The key steps in this code are:

  1. Initialize Thallium engine in server mode

  2. Create a JSON configuration specifying the targets and backends

  3. Create the Warabi provider with the engine, provider ID, and configuration

Interacting with targets via the client interface

Now we can use the client library to create a client object, create a target handle, and start interacting with our storage.

/*
 * (C) 2024 The University of Chicago
 *
 * See COPYRIGHT in top-level directory.
 */
#include <thallium.hpp>
#include <warabi/Client.hpp>
#include "../warabi_common.hpp"
#include <iostream>

namespace tl = thallium;

int main(int argc, char** argv) {
    if(argc != 3) {
        std::cerr << "Usage: " << argv[0] << " <server address> <provider id>\n";
        return -1;
    }

    const char* server_addr_str = argv[1];
    uint16_t provider_id = std::atoi(argv[2]);

    // Initialize Thallium in client mode
    tl::engine engine("na+sm", THALLIUM_CLIENT_MODE);

    try {
        // Create Warabi client
        warabi::Client client(engine);

        // Create target handle
        warabi::TargetHandle target = client.makeTargetHandle(
            server_addr_str, provider_id
        );

        // Create a region with 1KB size
        warabi::RegionID region_id;
        target.create(&region_id, 1024);

        std::cout << "Created region with ID: " << regionid_to_string(region_id) << std::endl;

        // Write data to the region
        std::string data = "Hello, Warabi!";
        target.write(region_id, 0, data.data(), data.size());
        std::cout << "Wrote " << data.size() << " bytes\n";

        // Read data back
        std::vector<char> buffer(data.size());
        target.read(region_id, 0, buffer.data(), buffer.size());

        std::string result(buffer.begin(), buffer.end());
        std::cout << "Read: " << result << std::endl;

        // Clean up
        target.erase(region_id);

    } catch(const warabi::Exception& ex) {
        std::cerr << "Error: " << ex.what() << std::endl;
        return -1;
    }

    return 0;
}

The client is created using warabi::Client.
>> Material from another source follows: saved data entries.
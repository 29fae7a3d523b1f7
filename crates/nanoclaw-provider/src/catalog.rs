// Copyright (c) 2024-2026 Martin Schröder <info@swedishembedded.com>
//
// SPDX-License-Identifier: Apache-2.0
//! Model catalog: static metadata for the Gemini models this orchestrator drives.

use serde::{Deserialize, Serialize};

/// Input modalities supported by a model.
#[derive(Debug, Clone, Copy, PartialEq, Eq, Serialize, Deserialize)]
#[serde(rename_all = "lowercase")]
pub enum InputModality {
    Text,
    Image,
}

fn default_input_modalities() -> Vec<InputModality> {
    vec![InputModality::Text]
}

/// Metadata for a single model.
#[derive(Debug, Clone, Serialize, Deserialize, PartialEq, Eq)]
pub struct ModelCatalogEntry {
    /// Provider-scoped model identifier (e.g. "gemini-2.0-flash")
    pub id: String,
    /// Human-readable display name
    pub name: String,
    /// Provider identifier: "google" | "mock"
    pub provider: String,
    /// Total context window in tokens (input + output)
    pub context_window: u32,
    /// Maximum output tokens per completion
    pub max_output_tokens: u32,
    /// Short description
    #[serde(default)]
    pub description: String,
    /// Supported input modalities. Defaults to `[text]`.
    #[serde(default = "default_input_modalities")]
    pub input_modalities: Vec<InputModality>,
}

impl ModelCatalogEntry {
    /// Return `true` if the model can accept image input.
    pub fn supports_images(&self) -> bool {
        self.input_modalities.contains(&InputModality::Image)
    }
}

/// Return all entries from the bundled static catalog.
///
/// Small and fixed, so it is kept inline rather than loaded from a bundled
/// file — this orchestrator talks to exactly one model family.
pub fn static_catalog() -> Vec<ModelCatalogEntry> {
    vec![
        ModelCatalogEntry {
            id: "gemini-2.0-flash".into(),
            name: "Gemini 2.0 Flash".into(),
            provider: "google".into(),
            context_window: 1_048_576,
            max_output_tokens: 8_192,
            description: "Fast multimodal Gemini model, default fast-path model.".into(),
            input_modalities: vec![InputModality::Text, InputModality::Image],
        },
        ModelCatalogEntry {
            id: "gemini-2.0-flash-lite".into(),
            name: "Gemini 2.0 Flash Lite".into(),
            provider: "google".into(),
            context_window: 1_048_576,
            max_output_tokens: 8_192,
            description: "Lower-cost Gemini model for simple fast-path turns.".into(),
            input_modalities: vec![InputModality::Text, InputModality::Image],
        },
        ModelCatalogEntry {
            id: "gemini-1.5-pro".into(),
            name: "Gemini 1.5 Pro".into(),
            provider: "google".into(),
            context_window: 2_097_152,
            max_output_tokens: 8_192,
            description: "Large-context Gemini model, used for memory summarisation.".into(),
            input_modalities: vec![InputModality::Text, InputModality::Image],
        },
        ModelCatalogEntry {
            id: "mock-model".into(),
            name: "Mock".into(),
            provider: "mock".into(),
            context_window: 32_768,
            max_output_tokens: 4_096,
            description: "Deterministic provider used by tests; no network access.".into(),
            input_modalities: vec![InputModality::Text],
        },
    ]
}

/// Look up a single model by provider and id (or name).
pub fn lookup(provider: &str, model_id: &str) -> Option<ModelCatalogEntry> {
    static_catalog()
        .into_iter()
        .find(|e| e.provider == provider && (e.id == model_id || e.name == model_id))
}

/// Look up a model by bare model name (without provider prefix).
pub fn lookup_by_model_name(model_name: &str) -> Option<ModelCatalogEntry> {
    static_catalog()
        .into_iter()
        .find(|e| e.id == model_name || e.name == model_name)
}

/// Return `true` if the model supports image input, defaulting to `false` when
/// the model is not found in the catalog.
pub fn supports_images(provider: &str, model_id: &str) -> bool {
    lookup(provider, model_id)
        .map(|e| e.supports_images())
        .unwrap_or(false)
}

/// Look up the context window for a model. Falls back to `default` if not in catalog.
pub fn context_window(provider: &str, model_id: &str, default: u32) -> u32 {
    lookup(provider, model_id)
        .map(|e| e.context_window)
        .unwrap_or(default)
}

/// Look up the max output tokens for a model. Falls back to `default` if not in catalog.
pub fn max_output_tokens(provider: &str, model_id: &str, default: u32) -> u32 {
    lookup(provider, model_id)
        .map(|e| e.max_output_tokens)
        .unwrap_or(default)
}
We then create a warabi::TargetHandle. This handle is the object that will let us interact with the target.

The target handle is created using client.makeTargetHandle, which takes:

  • The server address

  • The provider ID

We can then use target.create() to create a region, which returns a region ID that can be used for subsequent read/write operations.

RPC Pool

Warabi providers can take an optional pool in which to execute their RPC, as follows.

tl::pool my_pool = /* ... */;
warabi::Provider provider(engine, 42, config, my_pool);

Using Bedrock, this is done by providing the name of a pool as a dependency, as follows.

{
    "type": "warabi",
    "name": "my_warabi_provider",
    ...
    "dependencies": {
        "pool": "my_pool"
    }
}

Error handling

The C++ API uses exceptions for error handling:

try {
    warabi::TargetHandle target = client.makeTargetHandle(addr, provider_id, 0);
    // Use target...
} catch(const warabi::Exception& ex) {
    std::cerr << "Warabi error: " << ex.what() << std::endl;
}

Always wrap Warabi operations in try-catch blocks to handle errors gracefully.